Proletariatis Brdzola (პროლეტარიატის ბრძოლა, 'Struggle of the Proletariat') was an illegal Bolshevik newspaper. Proletariatis Brdzola was the organ of the Caucasian League of the Russian Social Democratic Labour Party. It was founded in connection with the 1st congress of Caucasian League. The paper was the result of the fusion of two illegal publications, the Georgian Brdzola and the Armenian Proletariat.

Initially, the paper was printed at the clandestine printing shop 'Nina' in Baku. In September 1904 the printing was shifted to Tbilisi.
Proletariatis Brdzola was published in Georgian, Armenian and Russian. The Georgian edition had a circulation of 1200-2500 copies, the Armenian edition 1000–1200 copies and the Russian edition around 1200–1500 copies.

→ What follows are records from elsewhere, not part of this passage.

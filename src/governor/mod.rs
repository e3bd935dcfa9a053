//! Scheduling policies for re-entering loops and starting join units.
//!
//! A [`Governor`] decides *how* the next iteration of a loop is run, never
//! *what* it does. Separating the two lets a caller trade stack safety by
//! trampolining ([`ImmediateGovernor`]) against explicit interleaving with
//! other event-loop work ([`DeferredGovernor`], or the tokio-backed
//! `LocalTaskGovernor` with the `async` feature) without touching any
//! combinator.
//!
//! # Examples
//!
//! ```rust
//! use std::rc::Rc;
//! use kiter::governor::{DeferredGovernor, Governor};
//! use kiter::control::Trampoline;
//!
//! let governor = Rc::new(DeferredGovernor::new());
//! let remaining = governor.again(Trampoline::suspend(|| Trampoline::done(Ok(()))));
//!
//! // The call was parked, nothing is left for the caller to run.
//! assert!(remaining.is_done());
//! assert_eq!(governor.pending(), 1);
//! assert!(governor.drain().is_ok());
//! assert!(governor.is_idle());
//! ```

mod deferred;
mod immediate;
#[cfg(feature = "async")]
mod local;

pub use deferred::{DeferredGovernor, PendingPolicy};
pub use immediate::ImmediateGovernor;
#[cfg(feature = "async")]
pub use local::LocalTaskGovernor;

use std::rc::Rc;

use crate::control::Trampoline;
use crate::error::Outcome;

/// One pending re-entry: a trampoline whose final value is the outcome of
/// the steps it ran.
pub type Bounce = Trampoline<Outcome>;

/// A unit of work started under governance, already bound to its own
/// completion continuation.
pub type Entry = Box<dyn FnOnce() -> Outcome + 'static>;

/// A governor shared between the runs it schedules and whoever owns it.
pub type SharedGovernor = Rc<dyn Governor>;

/// A scheduling policy.
///
/// Governors are single-threaded: they are shared through `Rc` and every
/// call happens on the thread that owns the loops they drive.
pub trait Governor {
    /// Arranges for `bounce` to run under this policy.
    ///
    /// Returns whatever the caller must run right now. A policy that runs
    /// re-entries in place returns `bounce` itself, so the caller's
    /// trampoline executes it without an extra stack frame. A policy that
    /// postpones re-entries stores `bounce` and returns a finished
    /// trampoline.
    fn again(&self, bounce: Bounce) -> Bounce;

    /// Starts a concurrent unit of work under this policy.
    ///
    /// `entry` signals its own completion through the continuation it
    /// captured. The returned outcome only covers starting the unit.
    ///
    /// # Errors
    ///
    /// Returns the error of an entry that ran synchronously and failed.
    fn enter(&self, entry: Entry) -> Outcome;

    /// Returns `true` if this governor stores the bounces handed to it
    /// until its owner runs them.
    ///
    /// Runs scheduled by such a governor keep only a weak link to it, and a
    /// run whose governor is gone is abandoned.
    fn holds_pending(&self) -> bool {
        false
    }
}

/// Runs `bounce` under `governor` to the point where control returns to the
/// caller.
///
/// This is the asynchronous resumption path: it is used from outside any
/// step frame, so running the returned trampoline here cannot stack up.
///
/// # Errors
///
/// Returns the first error raised by a step that ran in place.
pub fn dispatch(governor: &dyn Governor, bounce: Bounce) -> Outcome {
    governor.again(bounce).run()
}
//! Fan-out / fan-in over independent units of work.
//!
//! A join starts every unit through the governor's `enter` and invokes its
//! final continuation exactly once, after every unit has been started and
//! has reported completion. Units may complete during the start loop, later
//! from unrelated code, or any mix of both.
//!
//! No values travel from the units to the join point. Units that produce
//! results share them with the final continuation through their own
//! captures.
//!
//! # Examples
//!
//! ```rust
//! use std::cell::{Cell, RefCell};
//! use std::rc::Rc;
//! use kiter::engine::Engine;
//! use kiter::join::{Join, UnitDone};
//!
//! let parked: Rc<RefCell<Option<UnitDone>>> = Rc::new(RefCell::new(None));
//! let slot = Rc::clone(&parked);
//! let fired = Rc::new(Cell::new(0));
//! let counter = Rc::clone(&fired);
//!
//! let join = Join::new()
//!     .unit(|done| done.done())
//!     .unit(move |done| {
//!         *slot.borrow_mut() = Some(done);
//!         Ok(())
//!     })
//!     .unit(|done| done.done());
//!
//! Engine::new().join(join, move || counter.set(counter.get() + 1)).unwrap();
//! assert_eq!(fired.get(), 0);
//!
//! let done = parked.borrow_mut().take().unwrap();
//! done.done().unwrap();
//! assert_eq!(fired.get(), 1);
//! ```

use std::cell::{Cell, RefCell};
use std::fmt;
use std::rc::Rc;

use crate::engine::Engine;
use crate::error::{EngineError, Outcome, ProtocolViolation, ViolationKind};

/// A unit of work: receives its completion continuation.
pub type Unit = Box<dyn FnOnce(UnitDone) -> Outcome + 'static>;

/// An ordered collection of units to run as one join.
#[derive(Default)]
pub struct Join {
    units: Vec<Unit>,
}

impl Join {
    /// Creates an empty join. An empty join fires as soon as it starts.
    #[must_use]
    pub fn new() -> Self {
        Self { units: Vec::new() }
    }

    /// Adds a unit and returns the join.
    #[must_use]
    pub fn unit<F>(mut self, unit: F) -> Self
    where
        F: FnOnce(UnitDone) -> Outcome + 'static,
    {
        self.push(unit);
        self
    }

    /// Adds a unit.
    pub fn push<F>(&mut self, unit: F)
    where
        F: FnOnce(UnitDone) -> Outcome + 'static,
    {
        self.units.push(Box::new(unit));
    }

    /// Returns the number of units.
    #[inline]
    pub fn len(&self) -> usize {
        self.units.len()
    }

    /// Returns `true` if the join has no units.
    #[inline]
    pub fn is_empty(&self) -> bool {
        self.units.is_empty()
    }
}

impl FromIterator<Unit> for Join {
    fn from_iter<T: IntoIterator<Item = Unit>>(iter: T) -> Self {
        Self {
            units: iter.into_iter().collect(),
        }
    }
}

impl Extend<Unit> for Join {
    fn extend<T: IntoIterator<Item = Unit>>(&mut self, iter: T) {
        self.units.extend(iter);
    }
}

impl fmt::Debug for Join {
    fn fmt(&self, formatter: &mut fmt::Formatter<'_>) -> fmt::Result {
        formatter
            .debug_struct("Join")
            .field("units", &self.units.len())
            .finish()
    }
}

struct JoinRun {
    outstanding: Cell<usize>,
    still_starting: Cell<bool>,
    completed: RefCell<Vec<bool>>,
    done: RefCell<Option<Box<dyn FnOnce() + 'static>>>,
}

impl JoinRun {
    fn fire_if_settled(&self) {
        if self.outstanding.get() != 0 || self.still_starting.get() {
            return;
        }
        let done = self.done.borrow_mut().take();
        if let Some(done) = done {
            tracing::trace!("join fired");
            done();
        }
    }

    fn complete(&self, index: usize) -> Outcome {
        let already = {
            let mut completed = self.completed.borrow_mut();
            std::mem::replace(&mut completed[index], true)
        };
        if already {
            tracing::warn!(unit = index, "join unit reported completion twice");
            return Err(EngineError::ProtocolViolation(ProtocolViolation {
                signal: "done",
                kind: ViolationKind::UnitAlreadyDone,
                occurrence: index as u64,
            }));
        }
        self.outstanding.set(self.outstanding.get() - 1);
        self.fire_if_settled();
        Ok(())
    }
}

/// The completion continuation of one join unit.
///
/// Clones refer to the same unit; only one completion is accepted.
#[derive(Clone)]
pub struct UnitDone {
    run: Rc<JoinRun>,
    index: usize,
}

impl UnitDone {
    /// Reports that the unit has finished.
    ///
    /// The join's final continuation runs inside this call if this was the
    /// last outstanding unit and every unit has been started.
    ///
    /// # Errors
    ///
    /// Returns a protocol violation if this unit already reported
    /// completion.
    pub fn done(self) -> Outcome {
        self.run.complete(self.index)
    }

    /// Returns the position of the unit in its join.
    #[inline]
    pub const fn index(&self) -> usize {
        self.index
    }
}

impl fmt::Debug for UnitDone {
    fn fmt(&self, formatter: &mut fmt::Formatter<'_>) -> fmt::Result {
        formatter
            .debug_struct("UnitDone")
            .field("index", &self.index)
            .finish_non_exhaustive()
    }
}

impl Engine {
    /// Starts every unit of `join` and runs `done` once all have completed.
    ///
    /// Units are started in order through the governor's `enter`. `done`
    /// never runs before the last unit has been started, even if every unit
    /// completes synchronously.
    ///
    /// # Errors
    ///
    /// Returns the error of a unit that failed while being started; the
    /// remaining units are not started, and `done` is dropped without
    /// running.
    pub fn join<D>(&self, join: Join, done: D) -> Outcome
    where
        D: FnOnce() + 'static,
    {
        let units = join.units;
        let run = Rc::new(JoinRun {
            outstanding: Cell::new(units.len()),
            still_starting: Cell::new(true),
            completed: RefCell::new(vec![false; units.len()]),
            done: RefCell::new(Some(Box::new(done))),
        });
        tracing::trace!(units = units.len(), "join started");

        for (index, unit) in units.into_iter().enumerate() {
            let unit_done = UnitDone {
                run: Rc::clone(&run),
                index,
            };
            if let Err(error) = self.governor().enter(Box::new(move || unit(unit_done))) {
                tracing::warn!(unit = index, %error, "join abandoned: unit failed while starting");
                let done = run.done.borrow_mut().take();
                drop(done);
                return Err(error);
            }
        }

        run.still_starting.set(false);
        run.fire_if_settled();
        Ok(())
    }
}
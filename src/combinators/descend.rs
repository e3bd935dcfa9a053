//! Tree descent over a pending frontier.

use std::collections::VecDeque;
use std::fmt;

use crate::control::{Finish, Proceed};
use crate::engine::Engine;
use crate::error::Outcome;

/// The order in which a descent visits nodes.
#[derive(Debug, Clone, Copy, Default, PartialEq, Eq, Hash)]
pub enum Order {
    /// Children go to the front of the frontier: a whole subtree is visited
    /// before its next sibling.
    #[default]
    DepthFirst,
    /// Children go to the back of the frontier: every node at one depth is
    /// visited before any node at the next.
    BreadthFirst,
}

/// Reports the children of the node being visited.
pub struct Expand<N> {
    order: Order,
    frontier: VecDeque<N>,
    proceed: Proceed<VecDeque<N>>,
    finish: Finish<()>,
}

impl<N> Expand<N> {
    /// Adds `children` to the frontier and visits the next pending node.
    ///
    /// Children keep their given order among themselves in both orders.
    /// The descent finishes once the frontier is empty.
    ///
    /// # Errors
    ///
    /// Returns any protocol violation raised by steps run inside this call.
    pub fn expand<C>(mut self, children: C) -> Outcome
    where
        C: IntoIterator<Item = N>,
    {
        match self.order {
            Order::DepthFirst => {
                let children: Vec<N> = children.into_iter().collect();
                for child in children.into_iter().rev() {
                    self.frontier.push_front(child);
                }
            }
            Order::BreadthFirst => self.frontier.extend(children),
        }
        if self.frontier.is_empty() {
            self.finish.finish(())
        } else {
            self.proceed.next(self.frontier)
        }
    }

    /// Visits the next pending node without adding children.
    ///
    /// # Errors
    ///
    /// See [`expand`](Self::expand).
    pub fn leaf(self) -> Outcome {
        self.expand(std::iter::empty())
    }

    /// Returns the number of nodes waiting to be visited.
    #[inline]
    pub fn pending(&self) -> usize {
        self.frontier.len()
    }
}

impl<N> fmt::Debug for Expand<N> {
    fn fmt(&self, formatter: &mut fmt::Formatter<'_>) -> fmt::Result {
        formatter
            .debug_struct("Expand")
            .field("order", &self.order)
            .field("pending", &self.frontier.len())
            .finish_non_exhaustive()
    }
}

impl Engine {
    /// Visits every node reachable from `roots` in the given order.
    ///
    /// The body receives each node and an [`Expand`] through which it
    /// reports the node's children. `done` runs once the frontier is empty.
    ///
    /// # Errors
    ///
    /// Returns a protocol violation raised by a step that ran on this call.
    pub fn descend<R, F, D>(&self, order: Order, roots: R, mut body: F, done: D) -> Outcome
    where
        R: IntoIterator,
        R::Item: 'static,
        F: FnMut(R::Item, Expand<R::Item>) -> Outcome + 'static,
        D: FnOnce() + 'static,
    {
        let frontier: VecDeque<R::Item> = roots.into_iter().collect();
        self.iterate(
            frontier,
            move |mut frontier: VecDeque<R::Item>, proceed, finish: Finish<()>| {
                match frontier.pop_front() {
                    Some(node) => body(
                        node,
                        Expand {
                            order,
                            frontier,
                            proceed,
                            finish,
                        },
                    ),
                    None => finish.finish(()),
                }
            },
            move |()| done(),
        )
    }

    /// Depth-first [`descend`](Self::descend) from a single root.
    ///
    /// # Errors
    ///
    /// Returns a protocol violation raised by a step that ran on this call.
    ///
    /// # Examples
    ///
    /// ```rust
    /// use std::cell::RefCell;
    /// use std::rc::Rc;
    /// use kiter::engine::Engine;
    ///
    /// // Node n has children 2n and 2n+1 up to 7.
    /// let visited = Rc::new(RefCell::new(Vec::new()));
    /// let log = Rc::clone(&visited);
    ///
    /// Engine::new()
    ///     .descend_depth_first(
    ///         1_u32,
    ///         move |node, expand| {
    ///             log.borrow_mut().push(node);
    ///             expand.expand([2 * node, 2 * node + 1].into_iter().filter(|child| *child <= 7))
    ///         },
    ///         || {},
    ///     )
    ///     .unwrap();
    ///
    /// assert_eq!(*visited.borrow(), vec![1, 2, 4, 5, 3, 6, 7]);
    /// ```
    pub fn descend_depth_first<N, F, D>(&self, root: N, body: F, done: D) -> Outcome
    where
        N: 'static,
        F: FnMut(N, Expand<N>) -> Outcome + 'static,
        D: FnOnce() + 'static,
    {
        self.descend(Order::DepthFirst, [root], body, done)
    }

    /// Breadth-first [`descend`](Self::descend) from a single root.
    ///
    /// # Errors
    ///
    /// Returns a protocol violation raised by a step that ran on this call.
    pub fn descend_breadth_first<N, F, D>(&self, root: N, body: F, done: D) -> Outcome
    where
        N: 'static,
        F: FnMut(N, Expand<N>) -> Outcome + 'static,
        D: FnOnce() + 'static,
    {
        self.descend(Order::BreadthFirst, [root], body, done)
    }
}
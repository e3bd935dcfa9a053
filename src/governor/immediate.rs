//! The immediate scheduling policy.

use super::{Bounce, Entry, Governor};
use crate::error::Outcome;

/// Runs every re-entry and every unit synchronously.
///
/// Re-entries are handed straight back to the caller's trampoline, so a long
/// chain of synchronous steps runs in constant stack space.
///
/// # Examples
///
/// ```rust
/// use kiter::control::Trampoline;
/// use kiter::governor::{Governor, ImmediateGovernor};
///
/// let governor = ImmediateGovernor;
/// let bounce = governor.again(Trampoline::suspend(|| Trampoline::done(Ok(()))));
/// assert!(!bounce.is_done());
/// assert!(bounce.run().is_ok());
/// ```
#[derive(Debug, Clone, Copy, Default, PartialEq, Eq)]
pub struct ImmediateGovernor;

impl Governor for ImmediateGovernor {
    #[inline]
    fn again(&self, bounce: Bounce) -> Bounce {
        bounce
    }

    #[inline]
    fn enter(&self, entry: Entry) -> Outcome {
        entry()
    }
}
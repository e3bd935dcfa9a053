//! Generating a sequence from a seed.

use std::fmt;

use crate::control::{Finish, Proceed};
use crate::engine::Engine;
use crate::error::Outcome;

/// Emits items for one `unfold` step and either asks for more or stops.
pub struct Unfold<S, X> {
    emitted: Vec<X>,
    proceed: Proceed<(S, Vec<X>)>,
    finish: Finish<Vec<X>>,
}

impl<S, X> Unfold<S, X> {
    /// Emits `items` and runs the body again with `seed`.
    ///
    /// # Errors
    ///
    /// Returns any protocol violation raised by steps run inside this call.
    pub fn more<O>(mut self, seed: S, items: O) -> Outcome
    where
        O: IntoIterator<Item = X>,
    {
        self.emitted.extend(items);
        self.proceed.next((seed, self.emitted))
    }

    /// Emits `items` and ends the sequence.
    ///
    /// # Errors
    ///
    /// Returns any protocol violation raised by the final continuation's run.
    pub fn done<O>(mut self, items: O) -> Outcome
    where
        O: IntoIterator<Item = X>,
    {
        self.emitted.extend(items);
        self.finish.finish(self.emitted)
    }

    /// Ends the sequence without emitting anything more.
    ///
    /// # Errors
    ///
    /// See [`done`](Self::done).
    pub fn stop(self) -> Outcome {
        self.done(std::iter::empty())
    }

    /// Returns how many items have been emitted so far.
    #[inline]
    pub fn emitted(&self) -> usize {
        self.emitted.len()
    }
}

impl<S, X> fmt::Debug for Unfold<S, X> {
    fn fmt(&self, formatter: &mut fmt::Formatter<'_>) -> fmt::Result {
        formatter
            .debug_struct("Unfold")
            .field("emitted", &self.emitted.len())
            .finish_non_exhaustive()
    }
}

impl Engine {
    /// Builds a sequence by repeatedly applying the body to a seed.
    ///
    /// Each body call emits zero or more items and either continues with a
    /// new seed ([`Unfold::more`]) or ends ([`Unfold::done`]). `done`
    /// receives every emitted item in emission order.
    ///
    /// # Errors
    ///
    /// Returns a protocol violation raised by a step that ran on this call.
    ///
    /// # Examples
    ///
    /// ```rust
    /// use std::cell::RefCell;
    /// use std::rc::Rc;
    /// use kiter::engine::Engine;
    ///
    /// let result = Rc::new(RefCell::new(Vec::new()));
    /// let sink = Rc::clone(&result);
    ///
    /// Engine::new()
    ///     .unfold(
    ///         1,
    ///         |n, unfold| if n < 5 { unfold.more(n + 1, [n]) } else { unfold.stop() },
    ///         move |items| *sink.borrow_mut() = items,
    ///     )
    ///     .unwrap();
    ///
    /// assert_eq!(*result.borrow(), vec![1, 2, 3, 4]);
    /// ```
    pub fn unfold<S, X, F, D>(&self, seed: S, mut body: F, done: D) -> Outcome
    where
        S: 'static,
        X: 'static,
        F: FnMut(S, Unfold<S, X>) -> Outcome + 'static,
        D: FnOnce(Vec<X>) + 'static,
    {
        self.iterate(
            (seed, Vec::new()),
            move |(seed, emitted): (S, Vec<X>), proceed, finish| {
                body(
                    seed,
                    Unfold {
                        emitted,
                        proceed,
                        finish,
                    },
                )
            },
            done,
        )
    }
}

#[cfg(test)]
mod tests {
    use super::*;
    use rstest::rstest;
    use std::cell::RefCell;
    use std::rc::Rc;

    #[rstest]
    fn test_unfold_emits_several_items_per_step() {
        let result = Rc::new(RefCell::new(Vec::new()));
        let sink = Rc::clone(&result);
        Engine::new()
            .unfold(
                0_u32,
                |n, unfold| {
                    if n < 3 {
                        unfold.more(n + 1, [n, n * 10])
                    } else {
                        unfold.done([99])
                    }
                },
                move |items| *sink.borrow_mut() = items,
            )
            .unwrap();
        assert_eq!(*result.borrow(), vec![0, 0, 1, 10, 2, 20, 99]);
    }

    #[rstest]
    fn test_unfold_collatz_lengths() {
        let result = Rc::new(RefCell::new(Vec::new()));
        let sink = Rc::clone(&result);
        Engine::new()
            .unfold(
                6_u64,
                |n, unfold| match n {
                    1 => unfold.done([1]),
                    even if even % 2 == 0 => unfold.more(even / 2, [even]),
                    odd => unfold.more(3 * odd + 1, [odd]),
                },
                move |items| *sink.borrow_mut() = items,
            )
            .unwrap();
        assert_eq!(*result.borrow(), vec![6, 3, 10, 5, 16, 8, 4, 2, 1]);
    }

    #[rstest]
    fn test_unfold_handle_reports_emitted_count() {
        let counts = Rc::new(RefCell::new(Vec::new()));
        let log = Rc::clone(&counts);
        Engine::new()
            .unfold(
                0_usize,
                move |n, unfold: Unfold<usize, usize>| {
                    log.borrow_mut().push(unfold.emitted());
                    if n < 2 { unfold.more(n + 1, [n]) } else { unfold.stop() }
                },
                |_items| {},
            )
            .unwrap();
        assert_eq!(*counts.borrow(), vec![0, 1, 2]);
    }
}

Its editorial board included V. S. Bobrovsky, M. N. Davitashvili, Filipp Makharadze, Joseph Stalin, Alexander Tsulukidze, M. G. Tskhakaya and Stepan Shahumyan. The editorial board of Proletariatis Brdzola had contacts with the exiled Bolshevik leadership. It repeatedly published articles by Lenin and other material from publications such as Iskra, Vperod and Proletary. Proletariatis Brdzola was published between April–May 1903 and October 1905. In total twelve issues were published.